2023年は「忠犬ハチ公」の生誕100周年であった。銅像が建っている東京都渋谷区ほか、ハチ公のふるさとである秋田県大館市では、ハチ公関連のイベントや展示会が多数行われていた。
渋谷の忠犬ハチ公は飼主の大学教授が亡くなった後、およそ10年に渡り渋谷駅前で飼主の帰りを待ち続けた、という逸話で有名になった。ハチ公の伝説が日本全国で高い知名度を誇っていることもあり、日本全国にはハチ公に負けず劣らずの「忠犬」「名犬」に関する逸話が多数残されている。だが、一部を除いてハチ公以外の忠犬伝説のほとんどは世間から忘れられているのが現実だ。
今回ご紹介したいのは1970年代に千葉県千葉市に現れた「忠犬健太」のエピソードである。このエピソードは1977年(昭和52年)9月25日に発行された朝日新聞(全国版)にも掲載されている。
JR(当時:国鉄)総武本線都賀(つが)駅のホームにて夏ごろから1匹の犬が目撃されるようになった。その犬は4~5歳程度の雑種犬で毎朝6時から7時になると必ず駅前に姿を見せ、改札を通るとそのままホームへと移動し大勢の乗客を見送り、夕方頃になると再び姿を見せる…という生活を1か月に渡り送っていた。電車を見送る姿に愛嬌があったためか何時しかその犬は駅を利用する人たちの間で「健太」(俳優の高倉健と菅原文太に顔が似ていたため)と名付けられた。

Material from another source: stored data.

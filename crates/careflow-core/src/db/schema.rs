//! SQLite schema definition.

/// Complete database schema for careflow.
pub const SCHEMA: &str = r#"
-- ============================================================================
-- Incidents
-- ============================================================================

CREATE TABLE IF NOT EXISTS incidents (
    id TEXT PRIMARY KEY,
    incident_number INTEGER NOT NULL UNIQUE,
    status TEXT NOT NULL DEFAULT 'reported'
        CHECK (status IN ('reported', 'dispatched', 'transporting', 'arrived', 'closed', 'cancelled')),
    location TEXT NOT NULL,
    reporter_contact TEXT NOT NULL,
    nature TEXT NOT NULL,
    dispatcher_id TEXT,
    ambulance_id TEXT,
    reported_at TEXT NOT NULL,
    transport_started_at TEXT,
    arrived_at TEXT,
    cancel_reason TEXT,
    updated_at TEXT NOT NULL DEFAULT (datetime('now'))
);

-- Dispatch assignment is written once and never changed or cleared
CREATE TRIGGER IF NOT EXISTS incidents_dispatcher_immutable BEFORE UPDATE ON incidents
WHEN old.dispatcher_id IS NOT NULL AND new.dispatcher_id IS NOT old.dispatcher_id
BEGIN
    SELECT RAISE(ABORT, 'dispatcher_id cannot be changed once set');
END;

CREATE TRIGGER IF NOT EXISTS incidents_ambulance_immutable BEFORE UPDATE ON incidents
WHEN old.ambulance_id IS NOT NULL AND new.ambulance_id IS NOT old.ambulance_id
BEGIN
    SELECT RAISE(ABORT, 'ambulance_id cannot be changed once set');
END;

CREATE INDEX IF NOT EXISTS idx_incidents_status ON incidents(status);
CREATE INDEX IF NOT EXISTS idx_incidents_reported_at ON incidents(reported_at);
CREATE INDEX IF NOT EXISTS idx_incidents_transport ON incidents(transport_started_at);

-- ============================================================================
-- Slot Catalogs
-- ============================================================================

CREATE TABLE IF NOT EXISTS slot_catalogs (
    doctor_id TEXT NOT NULL,
    slot_date TEXT NOT NULL,
    labels TEXT NOT NULL DEFAULT '[]',            -- JSON array, publication order
    published_at TEXT NOT NULL DEFAULT (datetime('now')),
    PRIMARY KEY (doctor_id, slot_date)
);

-- ============================================================================
-- Appointments
-- ============================================================================

CREATE TABLE IF NOT EXISTS appointments (
    id TEXT PRIMARY KEY,
    patient_id TEXT NOT NULL,
    doctor_id TEXT NOT NULL,
    slot_date TEXT NOT NULL,
    time_slot TEXT NOT NULL,
    status TEXT NOT NULL DEFAULT 'booked'
        CHECK (status IN ('booked', 'cancelled')),
    checkin_token_digest TEXT,
    checkin_token_expires TEXT,
    checkin_token_consumed INTEGER NOT NULL DEFAULT 0,
    created_at TEXT NOT NULL DEFAULT (datetime('now')),
    updated_at TEXT NOT NULL DEFAULT (datetime('now'))
);

-- Slot exclusivity: at most one live booking per (doctor, day, label)
CREATE UNIQUE INDEX IF NOT EXISTS idx_appointments_active_slot
    ON appointments(doctor_id, slot_date, time_slot)
    WHERE status != 'cancelled';

CREATE INDEX IF NOT EXISTS idx_appointments_patient ON appointments(patient_id);
CREATE INDEX IF NOT EXISTS idx_appointments_doctor_day ON appointments(doctor_id, slot_date);

-- ============================================================================
-- Directory Cache
-- ============================================================================

CREATE TABLE IF NOT EXISTS directory_entries (
    kind TEXT NOT NULL
        CHECK (kind IN ('doctor', 'patient', 'dispatcher', 'ambulance')),
    id TEXT NOT NULL,
    display_name TEXT NOT NULL,
    detail TEXT,
    last_synced TEXT,
    PRIMARY KEY (kind, id)
);
"#;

健太は首輪をしていた事から元は飼い犬と思われるが、電車を見送っている事から「引っ越した主人の帰りを待っているのでは?」と噂された。だがその一方、保健所では野良犬である健太を保護するために動いていた。だが、保健所の噂を聞きつけた住民達は「かわいそうだ」「うちで引き取りたい」と健太の引き取り要望が殺到。最終的に健太は千葉県内に住む愛犬家の家に引き取られる事になったという。
以上が、千葉市内に伝わる「忠犬健太」の逸話である。突然いなくなった飼主を駅で待ち続け、いつの間にか地元住民から愛されていたという事実は、渋谷の忠犬ハチ公にも通じている。現在でも「健太」の事を覚えている人はいるのか、冬が近づいた2023年11月某日、筆者は健太が1か月飼主を待ち続けたという現場を訪ねてみた。
JR都賀駅は都心から1時間ほど、JR千葉駅から二つ先にある駅である。1988年(昭和63年)には千葉都市モノレールが開業し、昔ながらの単式ホームの駅とモノレール駅が併設された珍しい形状をしている。駅前には個人経営の喫茶店や居酒屋などが立ち並ぶ、古さと新しさが同居したベッドタウンとなっていた。
筆者は都賀駅近辺で昭和の時代から営業していると思わしき居酒屋や理髪店、市役所や駅の職員などに「忠犬健太について知っている事はないか」と尋ねてみた。だが期待とは裏腹に「そんな犬がいた事ははじめて知った」「さぁ知らないねぇ」「聞いた事が無い」といった反応ばかりであった。40数年前とはいえ新聞記事にもなった「忠犬」の話は地元では忘れられているようだ。唯一、都賀駅前近辺に数十年に渡り住んでいる80歳過ぎの男性のみが「そういえば、そんな犬の話を聞いた事がある」と話してくれたが、その男性も健太の動く姿を見た事は一度もなかったという。
なお、健太が千葉県で誰かを待っていた同時期、千葉県に隣接する茨城県では「忠犬タロー」がいた。「忠犬タロー」は1964年(昭和39年)から1981年(昭和56年)まで17年に渡りJR石岡駅で朝と夕方、飼主を待ち続けたという逸話がある。かつては地元住民にしか知られていない話であったが、近年では駅前に銅像が建てられたほか、2023年にはタローの逸話を題材にした映画が製作されるなど「ハチ公以外」の名犬も多数注目されているようだ。
「名前の残っていない」忠犬伝説はまだまだ日本に眠っている。